La corrélation directe entre l’augmentation de la pratique de l’échographie et de la cytoponction et celle des diagnostics de cancers de la thyroïde observée dans cette population renforce l’argumentation d’un « effet dépistage ». Sur la période concernée, l’augmentation du nombre des examens de la thyroïde (multiplication par 5 pour l’échographie et par 7 pour la cytoponction) est plus importante que celle des diagnostics (multiplication par 2) et la précède. Toutefois, ces résultats ne permettent pas d’exclure une augmentation réelle des cas de cancers de la thyroïde. Il est possible que le développement de la pratique d’examens de la thyroïde ait été motivée, au moins partiellement, par une augmentation du nombre des nodules thyroïdiens nécessitant une exploration. Cette étude transversale n’était pas conçue pour démontrer un lien de causalité ni pour rechercher les facteurs à l’origine de l’augmentation des examens.

Par ailleurs, les données utilisées (codes issus de la nomenclature nationale pour les actes et de la classification internationale des maladies pour le cancer de la thyroïde) ne permettent pas de connaître les indications des examens ni le type histologique des tumeurs, leur taille et leur stade de développement.

Enfin, si l’importance de la cohorte étudiée et sa relative homogénéïté socioéconomique sont des points forts de ce travail, ses résultats ne peuvent pas être généralisés à l’ensemble de la population.
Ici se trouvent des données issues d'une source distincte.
impl Scheduler {
    pub(crate) fn new() -> Self {
        Self::default()
    }

    /// Queue `effect` unless it is already waiting. Returns whether it was added.
    fn enqueue(&mut self, effect: NodeId) -> bool {
        if !self.queued.insert(effect) {
            return false;
        }
        self.queue.push_back(effect);
        true
    }

    fn pop(&mut self) -> Option<NodeId> {
        let effect = self.queue.pop_front()?;
        self.queued.remove(&effect);
        Some(effect)
    }

    fn clear_queue(&mut self) {
        self.queue.clear();
        self.queued.clear();
    }

    /// Claim the pending flush request. Returns true if a microtask is needed.
    fn request_flush(&mut self) -> bool {
        if self.flush_scheduled || self.flush_depth > 0 {
            return false;
        }
        self.flush_scheduled = true;
        true
    }

    pub(crate) fn queued_len(&self) -> usize {
        self.queue.len()
    }

    fn has_pending_work(&self) -> bool {
        !self.queue.is_empty()
            || !self.binding_callbacks.is_empty()
            || !self.render_callbacks.is_empty()
    }
}

/// Resets the flushing state on every exit path, including unwinding.
struct FlushGuard<'a> {
    runtime: &'a Runtime,
}

impl<'a> FlushGuard<'a> {
    fn new(runtime: &'a Runtime) -> Self {
        runtime.scheduler_mut().flush_depth += 1;
        Self { runtime }
    }
}

impl Drop for FlushGuard<'_> {
    fn drop(&mut self) {
        let stranded = match self.runtime.inner.scheduler.try_borrow_mut() {
            Ok(mut scheduler) => {
                scheduler.flush_depth -= 1;
                if scheduler.flush_depth > 0 {
                    return;
                }
                scheduler.flush_scheduled = false;
                // Non-empty only when the flush unwound or failed
                scheduler.has_pending_work() && scheduler.request_flush()
            }
            Err(_) => false,
        };

        if stranded {
            trace!("flush left work behind, requesting another");
            self.runtime.queue_flush_microtask();
        }
    }
}

impl Runtime {
    /// Queue an effect for the next flush.
    pub(crate) fn schedule_effect(&self, effect: NodeId) {
        let needs_microtask = {
            let mut scheduler = self.scheduler_mut();
            if scheduler.enqueue(effect) {
                trace!(effect = %effect, queued = scheduler.queued_len(), "effect queued");
            }
            scheduler.request_flush()
        };

        if needs_microtask {
            self.queue_flush_microtask();
        }
    }

    fn queue_flush_microtask(&self) {
        let runtime = Rc::downgrade(&self.inner);
        self.inner.microtasks.queue_microtask(Box::new(move || {
            let Some(inner) = runtime.upgrade() else {
                return;
            };
            let runtime = Runtime { inner };
            // A flush_sync may already have done the work
            let scheduled = runtime.inner.scheduler.borrow().flush_scheduled;
            if scheduled {
                runtime.flush();
            }
        }));
    }

    /// Run `callback` after the effect queue drains in the next flush.
    pub fn add_binding_callback(&self, callback: Callback) {
        self.scheduler_mut().binding_callbacks.push(callback);
        self.request_flush();
    }

    /// Run `callback` after binding callbacks in the next flush.
    pub fn add_render_callback(&self, callback: Callback) {
        self.scheduler_mut().render_callbacks.push(callback);
        self.request_flush();
    }

    fn request_flush(&self) {
        let needs_microtask = self.scheduler_mut().request_flush();
        if needs_microtask {
            self.queue_flush_microtask();
        }
    }

    /// Run every queued effect and callback until the runtime is stable.
    ///
    /// # Panics
    ///
    /// Panics if an effect body panics, or with a
    /// [`ReactiveError`] payload if the flush fails.
    #[track_caller]
    pub fn flush(&self) {
        if let Err(err) = self.flush_pending() {
            err.raise()
        }
    }

    /// Like [`flush`](Self::flush), but failures come back as `Err`.
    ///
    /// A panicking effect body becomes `ReactiveError::EffectBody`.
    pub fn try_flush(&self) -> Result<()> {
        match panic::catch_unwind(AssertUnwindSafe(|| self.flush_pending())) {
            Ok(result) => result,
            Err(payload) => Err(ReactiveError::from_panic(payload)),
        }
    }

    /// Run `f`, then flush immediately.
    #[track_caller]
    pub fn flush_sync<R>(&self, f: impl FnOnce() -> R) -> R {
        let result = f();
        self.flush();
        result
    }

    fn flush_pending(&self) -> Result<()> {
        let _span = debug_span!("flush", runtime = %self.id()).entered();
        let _guard = FlushGuard::new(self);
        let limit = self.inner.config.max_flush_iterations;
        let mut seen: HashSet<CallbackId> = HashSet::new();
        let mut reruns: HashMap<NodeId, usize> = HashMap::new();
        let mut runs = 0usize;

        loop {
            loop {
                let next = self.scheduler_mut().pop();
                let Some(effect) = next else {
                    break;
                };
                if !self.update_effect(effect)? {
                    continue;
                }
                runs += 1;

                let count = reruns.entry(effect).or_insert(0);
                *count += 1;
                if *count > limit {
                    self.scheduler_mut().clear_queue();
                    warn!(
                        effect = %effect,
                        limit,
                        "maximum update depth exceeded, dropping queued effects"
                    );
                    return Err(ReactiveError::MaxUpdateDepthExceeded { limit });
                }
            }

            loop {
                let next = self.scheduler_mut().binding_callbacks.pop();
                let Some(callback) = next else {
                    break;
                };
                if seen.insert(callback.id()) {
                    callback.call();
                }
            }

            loop {
                let next = self.scheduler_mut().render_callbacks.pop();
                let Some(callback) = next else {
                    break;
                };
                if seen.insert(callback.id()) {
                    callback.call();
                }
            }

            if self.scheduler_mut().queue.is_empty() {
                break;
            }
        }

        self.scheduler_mut().flushes += 1;
        trace!(runs, "flush finished");
        Ok(())
    }

    /// Run a queued effect if it is still live and actually stale.
    ///
    /// Returns whether the effect ran.
    fn update_effect(&self, effect: NodeId) -> Result<bool> {
        let state = self
            .graph()
            .get(effect)
            .map(|node| (node.status(), node.flags().is_live()));
        let Some((status, live)) = state else {
            return Ok(false);
        };
        if !live {
            return Ok(false);
        }

        let stale = match status {
            Status::Clean => false,
            Status::Dirty => true,
            Status::MaybeDirty => self.dependencies_changed(effect)?,
        };
        if stale {
            self.run_effect(effect);
        } else {
            self.set_status(effect, Status::Clean);
        }
        Ok(stale)
    }
}
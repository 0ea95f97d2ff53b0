// ============================================================================
// spark-property - ViewModelProperty
// A thread-safe value cell that records *why* it changed
// ============================================================================
//
// Two kinds of mutation exist: updates (programmatic, e.g. a network
// response) and actions (user-initiated, e.g. typing into a field). Each kind
// has its own channel; every mutation emits exactly one event on its own
// channel and none on the other.
//
// One reentrant lock guards the value and both emissions. Emitting while the
// lock is held keeps channel order identical to value-swap order, and the
// reentrancy lets an observer mutate the same property from inside its
// callback: the nested mutation finishes, events included, before the outer
// delivery resumes.
// ============================================================================

use std::cell::RefCell;
use std::sync::{Arc, Weak};

use parking_lot::ReentrantMutex;

use crate::core::types::{ChangeReason, NoInfo, UpdateReason};
use crate::stream::{Event, Observable, Sink, Subject, Subscription};

// =============================================================================
// PROPERTY STATE (shared with derived views through Weak)
// =============================================================================

struct PropertyState<V, U, A> {
    value: ReentrantMutex<RefCell<V>>,
    updates: Subject<(V, U)>,
    actions: Subject<(V, A)>,
}

impl<V, U, A> Drop for PropertyState<V, U, A> {
    fn drop(&mut self) {
        let updates_closed = self.updates.complete();
        let actions_closed = self.actions.complete();
        tracing::debug!(updates_closed, actions_closed, "property released, channels closed");
    }
}

// =============================================================================
// VIEW MODEL PROPERTY
// =============================================================================

/// A mutable value that distinguishes programmatic updates from user actions.
///
/// `U` is the metadata attached to updates and `A` the metadata attached to
/// actions; both default to [`NoInfo`].
///
/// The property is `Send + Sync`; share it with `Arc`. Dropping it closes
/// both channels, completing every live subscriber.
///
/// # Example
///
/// ```
/// use spark_property::ViewModelProperty;
///
/// let name: ViewModelProperty<String> = ViewModelProperty::new("draft".into());
///
/// let previous = name.update("from server".into());
/// assert_eq!(previous, "draft");
///
/// name.act("typed by user".into());
/// assert_eq!(name.value(), "typed by user");
/// ```
pub struct ViewModelProperty<V, U = NoInfo, A = NoInfo> {
    state: Arc<PropertyState<V, U, A>>,
}

impl<V, U, A> ViewModelProperty<V, U, A>
where
    V: Clone + Send + 'static,
    U: Clone + Send + 'static,
    A: Clone + Send + 'static,
{
    /// Create a property holding `initial`.
    ///
    /// Both channels start empty; the initial value is visible through
    /// [`value`](Self::value) and the "with current" views.
    pub fn new(initial: V) -> Self {
        Self {
            state: Arc::new(PropertyState {
                value: ReentrantMutex::new(RefCell::new(initial)),
                updates: Subject::new(),
                actions: Subject::new(),
            }),
        }
    }

    // =========================================================================
    // READS
    // =========================================================================

    /// Clone of the current value.
    pub fn value(&self) -> V {
        let guard = self.state.value.lock();
        guard.borrow().clone()
    }

    /// Run `f` against the current value while holding the property lock.
    ///
    /// No mutation from another thread can land while `f` runs. `f` sees a
    /// snapshot taken on entry, so it may itself mutate the property (same
    /// thread, reentrant lock) without invalidating what it is reading.
    /// A panic in `f` propagates after the lock is released.
    ///
    /// ```
    /// use spark_property::ViewModelProperty;
    ///
    /// let items: ViewModelProperty<Vec<i32>> = ViewModelProperty::new(vec![1, 2, 3]);
    /// assert_eq!(items.with_value(|v| v.iter().sum::<i32>()), 6);
    /// ```
    pub fn with_value<R>(&self, f: impl FnOnce(&V) -> R) -> R {
        let guard = self.state.value.lock();
        let snapshot = guard.borrow().clone();
        let result = f(&snapshot);
        drop(guard);
        result
    }

    // =========================================================================
    // MUTATIONS
    // =========================================================================

    /// Store `value` as a programmatic update and return the previous value.
    ///
    /// Emits `(value, info)` on the update channel before returning.
    pub fn set_by_update(&self, value: V, info: U) -> V {
        let guard = self.state.value.lock();
        let previous = guard.replace(value.clone());
        tracing::trace!(
            channel = "update",
            observers = self.state.updates.observer_count(),
            "property set"
        );
        self.state.updates.next((value, info));
        drop(guard);
        previous
    }

    /// Store `value` as a user action and return the previous value.
    ///
    /// Emits `(value, info)` on the action channel before returning.
    pub fn set_by_action(&self, value: V, info: A) -> V {
        let guard = self.state.value.lock();
        let previous = guard.replace(value.clone());
        tracing::trace!(
            channel = "action",
            observers = self.state.actions.observer_count(),
            "property set"
        );
        self.state.actions.next((value, info));
        drop(guard);
        previous
    }

    // =========================================================================
    // CHANNELS
    // =========================================================================

    /// Every update as `(value, info)`, in the order updates were applied.
    pub fn update_stream(&self) -> Observable<(V, U)> {
        self.derive(|state, sink| state.updates.subscribe_sink(sink))
    }

    /// Every action as `(value, info)`, in the order actions were applied.
    pub fn action_stream(&self) -> Observable<(V, A)> {
        self.derive(|state, sink| state.actions.subscribe_sink(sink))
    }

    /// Update values with the metadata dropped.
    pub fn no_info_update_stream(&self) -> Observable<V> {
        self.update_stream().map(|(value, _)| value)
    }

    /// Action values with the metadata dropped.
    pub fn no_info_action_stream(&self) -> Observable<V> {
        self.action_stream().map(|(value, _)| value)
    }

    // =========================================================================
    // WITH-CURRENT VIEWS
    // =========================================================================

    /// The current value tagged `Current`, then every later update.
    ///
    /// Each subscriber gets its own `Current` event, taken at the moment it
    /// subscribes. No update can fall between that snapshot and the
    /// subscriber's registration.
    ///
    /// ```
    /// use spark_property::{UpdateReason, ViewModelProperty};
    /// use std::sync::{Arc, Mutex};
    ///
    /// let count: ViewModelProperty<i32, &'static str> = ViewModelProperty::new(0);
    /// count.set_by_update(3, "poll");
    ///
    /// let seen = Arc::new(Mutex::new(Vec::new()));
    /// let s = seen.clone();
    /// let _sub = count.update_view().subscribe_next(move |e| s.lock().unwrap().push(e));
    ///
    /// count.set_by_update(4, "poll");
    /// assert_eq!(
    ///     *seen.lock().unwrap(),
    ///     vec![(3, UpdateReason::Current), (4, UpdateReason::Update("poll"))]
    /// );
    /// ```
    pub fn update_view(&self) -> Observable<(V, UpdateReason<U>)> {
        self.derive(|state, sink| {
            let forwarded = state
                .updates
                .as_observable()
                .map(|(value, info)| (value, UpdateReason::Update(info)));
            subscribe_with_current(state, forwarded, sink, UpdateReason::Current)
        })
    }

    /// The current value tagged `Current`, then every later update and action.
    ///
    /// Updates and actions keep their own channel order; between the two
    /// channels events arrive in the order they happened.
    pub fn all_changes_view(&self) -> Observable<(V, ChangeReason<U, A>)> {
        self.derive(|state, sink| {
            let updates = state
                .updates
                .as_observable()
                .map(|(value, info)| (value, ChangeReason::Update(info)));
            let actions = state
                .actions
                .as_observable()
                .map(|(value, info)| (value, ChangeReason::Action(info)));
            subscribe_with_current(state, updates.merge(&actions), sink, ChangeReason::Current)
        })
    }

    /// [`update_view`](Self::update_view) with the reason stripped.
    pub fn no_info_update_view(&self) -> Observable<V> {
        self.update_view().map(|(value, _)| value)
    }

    /// [`all_changes_view`](Self::all_changes_view) with the reason stripped.
    pub fn no_info_all_changes_view(&self) -> Observable<V> {
        self.all_changes_view().map(|(value, _)| value)
    }

    /// Values from both channels, without a `Current` event.
    ///
    /// Completes once both channels have closed.
    pub fn changes_only_stream(&self) -> Observable<V> {
        self.no_info_update_stream().merge(&self.no_info_action_stream())
    }

    // =========================================================================
    // INTERNALS
    // =========================================================================

    /// Build a fresh observable over the shared state.
    ///
    /// Views hold only a `Weak` reference: once the property is gone,
    /// subscribing completes immediately.
    fn derive<T, F>(&self, subscribe: F) -> Observable<T>
    where
        T: 'static,
        F: Fn(&PropertyState<V, U, A>, Sink<T>) -> Subscription + Send + Sync + 'static,
    {
        let weak: Weak<PropertyState<V, U, A>> = Arc::downgrade(&self.state);
        Observable::new(move |sink: Sink<T>| match weak.upgrade() {
            Some(state) => subscribe(&state, sink),
            None => {
                tracing::trace!("subscribed to a released property");
                sink(Event::Completed);
                Subscription::empty()
            }
        })
    }
}

/// Register `sink` on `forwarded`, then hand it the current value.
///
/// Both steps run under the property lock so no mutation can slip between
/// them. Registering first means a mutation made re-entrantly from the
/// `Current` callback is still delivered, right after it.
fn subscribe_with_current<V, U, A, R>(
    state: &PropertyState<V, U, A>,
    forwarded: Observable<(V, R)>,
    sink: Sink<(V, R)>,
    current: R,
) -> Subscription
where
    V: Clone + 'static,
    R: 'static,
{
    let guard = state.value.lock();
    let value = guard.borrow().clone();
    let subscription = forwarded.subscribe_sink(sink.clone());
    tracing::trace!("view subscribed");
    sink(Event::Next((value, current)));
    drop(guard);
    subscription
}

// =============================================================================
// NO-METADATA CONVENIENCE FORMS
// =============================================================================

impl<V, A> ViewModelProperty<V, NoInfo, A>
where
    V: Clone + Send + 'static,
    A: Clone + Send + 'static,
{
    /// [`set_by_update`](Self::set_by_update) without metadata.
    pub fn update(&self, value: V) -> V {
        self.set_by_update(value, NoInfo)
    }
}

impl<V, U> ViewModelProperty<V, U, NoInfo>
where
    V: Clone + Send + 'static,
    U: Clone + Send + 'static,
{
    /// [`set_by_action`](Self::set_by_action) without metadata.
    pub fn act(&self, value: V) -> V {
        self.set_by_action(value, NoInfo)
    }
}

impl<V, U, A> std::fmt::Debug for ViewModelProperty<V, U, A>
where
    V: Clone + Send + std::fmt::Debug + 'static,
    U: Clone + Send + 'static,
    A: Clone + Send + 'static,
{
    fn fmt(&self, f: &mut std::fmt::Formatter<'_>) -> std::fmt::Result {
        f.debug_struct("ViewModelProperty")
            .field("value", &self.value())
            .field("update_observers", &self.state.updates.observer_count())
            .field("action_observers", &self.state.actions.observer_count())
            .finish()
    }
}

// =============================================================================
// CREATION FUNCTION
// =============================================================================

/// Create a property with no update or action metadata.
///
/// ```
/// use spark_property::property;
///
/// let flag = property(false);
/// flag.act(true);
/// assert!(flag.value());
/// ```
pub fn property<V>(initial: V) -> ViewModelProperty<V>
where
    V: Clone + Send + 'static,
{
    ViewModelProperty::new(initial)
}

// =============================================================================
// TESTS
// =============================================================================
// ============================================================================
// spark-property - Stream Primitives
//
// The minimal push-based stream toolkit the property is built on:
// - Event<T>       - Next(value) | Completed
// - Subject<T>     - hot multicast channel (the property's two channels)
// - Observable<T>  - cold stream description with map / merge / start_with
// - Subscription   - RAII handle, drop to stop delivery
// ============================================================================

pub mod event;
pub mod observable;
pub mod subject;
pub mod subscription;

pub use event::{Event, Sink};
pub use observable::Observable;
pub use subject::Subject;
pub use subscription::Subscription;
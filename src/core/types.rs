// ============================================================================
// spark-property - Type Definitions
// Metadata sentinel and the tags that explain why a value arrived
// ============================================================================

// =============================================================================
// NO-METADATA SENTINEL
// =============================================================================

/// The "no extra information" metadata type.
///
/// `ViewModelProperty<V>` defaults both metadata parameters to `NoInfo`.
/// Metadata-free convenience forms (`update`, `act`, `Updated`, `Acted`)
/// only exist when the matching parameter is `NoInfo`.
#[derive(Debug, Clone, Copy, Default, PartialEq, Eq, PartialOrd, Ord, Hash)]
pub struct NoInfo;

// =============================================================================
// UPDATE REASON
// =============================================================================

/// Why a value arrived on an update view.
#[derive(Debug, Clone, PartialEq, Eq, Hash)]
pub enum UpdateReason<U = NoInfo> {
    /// Synthetic event carrying the value at subscription time.
    Current,
    /// A real programmatic update, with its metadata.
    Update(U),
}

impl<U> UpdateReason<U> {
    /// Is this the synthetic subscription-time event?
    pub fn is_current(&self) -> bool {
        matches!(self, Self::Current)
    }

    /// Metadata of the update, `None` for `Current`.
    pub fn info(&self) -> Option<&U> {
        match self {
            Self::Current => None,
            Self::Update(info) => Some(info),
        }
    }
}

// =============================================================================
// CHANGE REASON
// =============================================================================

/// Why a value arrived on an all-changes view.
#[derive(Debug, Clone, PartialEq, Eq, Hash)]
pub enum ChangeReason<U = NoInfo, A = NoInfo> {
    /// Synthetic event carrying the value at subscription time.
    Current,
    /// A programmatic update.
    Update(U),
    /// A user action.
    Action(A),
}

impl<U, A> ChangeReason<U, A> {
    pub fn is_current(&self) -> bool {
        matches!(self, Self::Current)
    }

    pub fn is_update(&self) -> bool {
        matches!(self, Self::Update(_))
    }

    pub fn is_action(&self) -> bool {
        matches!(self, Self::Action(_))
    }
}

impl<U, A> From<UpdateReason<U>> for ChangeReason<U, A> {
    fn from(reason: UpdateReason<U>) -> Self {
        match reason {
            UpdateReason::Current => Self::Current,
            UpdateReason::Update(info) => Self::Update(info),
        }
    }
}

// =============================================================================
// TESTS
// =============================================================================
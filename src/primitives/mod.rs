// ============================================================================
// spark-property - Primitives Module
// The view-model property and its operator shorthand
// ============================================================================

pub mod operators;
pub mod property;

// Re-export for convenience
pub use operators::{Acted, OptionalAction, OptionalProperty, OptionalUpdate, Updated};
pub use property::{property, ViewModelProperty};
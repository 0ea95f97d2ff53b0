use parking_lot::Mutex;
use spark_property::{ChangeReason, Observable, Subscription, UpdateReason, ViewModelProperty};
use std::sync::Arc;

fn record<T: Send + 'static>(stream: &Observable<T>) -> (Arc<Mutex<Vec<T>>>, Subscription) {
    let log = Arc::new(Mutex::new(Vec::new()));
    let l = log.clone();
    let sub = stream.subscribe_next(move |value| l.lock().push(value));
    (log, sub)
}

type Counter = ViewModelProperty<i32, &'static str, char>;

#[test]
fn late_subscriber_receives_current_before_updates() {
    let p = Counter::new(0);
    p.set_by_update(1, "a");
    p.set_by_update(2, "b");
    p.set_by_action(3, 'x');

    let (log, _sub) = record(&p.update_view());
    p.set_by_update(4, "c");

    assert_eq!(
        *log.lock(),
        vec![(3, UpdateReason::Current), (4, UpdateReason::Update("c"))]
    );
}

#[test]
fn update_view_ignores_actions() {
    let p = Counter::new(0);
    let (log, _sub) = record(&p.update_view());
    p.set_by_action(9, 'k');

    assert_eq!(*log.lock(), vec![(0, UpdateReason::Current)]);
}

#[test]
fn each_subscriber_gets_its_own_current_event() {
    let p = Counter::new(10);
    let view = p.update_view();

    let (first, _f) = record(&view);
    p.set_by_update(11, "u");
    let (second, _s) = record(&view);
    p.set_by_update(12, "v");

    assert_eq!(
        *first.lock(),
        vec![
            (10, UpdateReason::Current),
            (11, UpdateReason::Update("u")),
            (12, UpdateReason::Update("v")),
        ]
    );
    assert_eq!(
        *second.lock(),
        vec![(11, UpdateReason::Current), (12, UpdateReason::Update("v"))]
    );
}

#[test]
fn all_changes_view_forwards_both_channels_in_arrival_order() {
    let p = Counter::new(0);
    let (log, _sub) = record(&p.all_changes_view());

    p.set_by_action(1, 'a');
    p.set_by_update(2, "net");
    p.set_by_action(3, 'b');

    assert_eq!(
        *log.lock(),
        vec![
            (0, ChangeReason::Current),
            (1, ChangeReason::Action('a')),
            (2, ChangeReason::Update("net")),
            (3, ChangeReason::Action('b')),
        ]
    );
}

#[test]
fn no_info_views_strip_reasons() {
    let p = Counter::new(5);
    let (updates, _u) = record(&p.no_info_update_view());
    let (all, _a) = record(&p.no_info_all_changes_view());

    p.set_by_update(6, "x");
    p.set_by_action(7, 'y');

    assert_eq!(*updates.lock(), vec![5, 6]);
    assert_eq!(*all.lock(), vec![5, 6, 7]);
}

#[test]
fn subscriber_may_mutate_the_property_reentrantly() {
    let p = Arc::new(Counter::new(0));
    let (log, _log_sub) = record(&p.all_changes_view());

    let weak = Arc::downgrade(&p);
    let _echo = p.update_stream().subscribe_next(move |(value, _)| {
        if value == 1 {
            if let Some(p) = weak.upgrade() {
                assert_eq!(p.set_by_action(2, 'e'), 1);
            }
        }
    });

    assert_eq!(p.set_by_update(1, "net"), 0);

    assert_eq!(p.value(), 2);
    assert_eq!(
        *log.lock(),
        vec![
            (0, ChangeReason::Current),
            (1, ChangeReason::Update("net")),
            (2, ChangeReason::Action('e')),
        ]
    );
}

#[test]
fn mutation_from_current_callback_is_not_lost() {
    let p = Arc::new(Counter::new(0));
    let weak = Arc::downgrade(&p);
    let log = Arc::new(Mutex::new(Vec::new()));
    let l = log.clone();

    let _sub = p.update_view().subscribe_next(move |(value, reason)| {
        l.lock().push((value, reason.clone()));
        if reason.is_current() {
            if let Some(p) = weak.upgrade() {
                p.set_by_update(value + 1, "bump");
            }
        }
    });

    assert_eq!(
        *log.lock(),
        vec![(0, UpdateReason::Current), (1, UpdateReason::Update("bump"))]
    );
    assert_eq!(p.value(), 1);
}

#[test]
fn views_are_fresh_per_call() {
    let p = Counter::new(0);
    let a = p.update_view();
    let b = p.update_view();

    let (la, _sa) = record(&a);
    p.set_by_update(1, "one");
    let (lb, _sb) = record(&b);

    assert_eq!(la.lock().len(), 2);
    assert_eq!(*lb.lock(), vec![(1, UpdateReason::Current)]);
}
Les bénéficiaires de ce régime de santé présentent en effet des caractéristiques particulières en termes d’âge (population plus âgée que la population générale, ce dont les auteurs ont tenu compte en calculant des taux d’incidence standardisés sur l’âge), mais aussi de sexe (majorité d’hommes) et d’origine ethnique (majorité de Blancs).

 

Laurence Nicolle-Mir


Publication analysée :

Zevallos JP1, Hartman CM, Kramer JR, Sturgis EM, Chiao EY. Increased thyroid cancer incidence corresponds to increased use of thyroid ultrasound and fi ne-needle aspiration: a study of the Veterans Affairs health care system. Cancer 2015; 121: 741-6.

doi: 10.1186/1476-069X-13-118

1 Department of Otolaryngology/Head and Neck Surgery, University of North Carolina at Chapel Hill, États-Unis.